Continuing with some more Dutch Reformation Interior church paintings, there is another one at the Louvre which caught my eye, but not because of what you could see, but what you couldn’t.

rideau

Intérieur d’église à demi masqué par un rideau
(Hendrick Cornelisz van (der) Vliet), 1660

The small work depicts another Protestant church interior, again with people chatting, dogs running around, graves being dug, but painted in the absolute foreground is a curtain, covering the rightmost area or the scene. The piece itself is painted so that it appears to be an arched panel with the curtain on top, covering the work.
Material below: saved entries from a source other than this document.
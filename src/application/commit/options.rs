//! Commit options - the inputs a commit is computed from
//!
//! Each option set carries the raw session inputs, not a precomputed result:
//! the use case re-runs the estimator itself, so the committed numbers are
//! always in sync with the inputs (no stale cache).

use crate::domain::entities::{CommercialParameters, ComplexitySelection, ProjectMeta};
use crate::domain::value_objects::TriadDials;

/// Inputs for committing a quick estimate
#[derive(Debug, Clone, Default)]
pub struct QuickCommitOptions {
    pub meta: ProjectMeta,
    pub dials: TriadDials,
}

impl QuickCommitOptions {
    pub fn new(meta: ProjectMeta, dials: TriadDials) -> Self {
        Self { meta, dials }
    }
}

/// Inputs for committing a pro estimate
#[derive(Debug, Clone, Default)]
pub struct ProCommitOptions {
    pub meta: ProjectMeta,
    pub selection: ComplexitySelection,
    pub commercial: CommercialParameters,
}

impl ProCommitOptions {
    pub fn new(
        meta: ProjectMeta,
        selection: ComplexitySelection,
        commercial: CommercialParameters,
    ) -> Self {
        Self {
            meta,
            selection,
            commercial,
        }
    }
}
The arch helps to give the curtain that extra boost to make is seem like it’s really not part of the scene, but resting on top like something someone would add later. It hearkens at the tradition of covering paintings with curtains to protect them from sunlight and dust, only drawn to observe briefly and then covered again.

exs

i have to provide photo credits for things not in the public domain. lame. (below)

The technique is called a trompe l’oeil, deceiving the eye, an object painted in a way to trick you into thinking it’s in three dimensions. You’ve probably seen many examples before, such as chalk art, wall murals or stuff like faux leather or marble.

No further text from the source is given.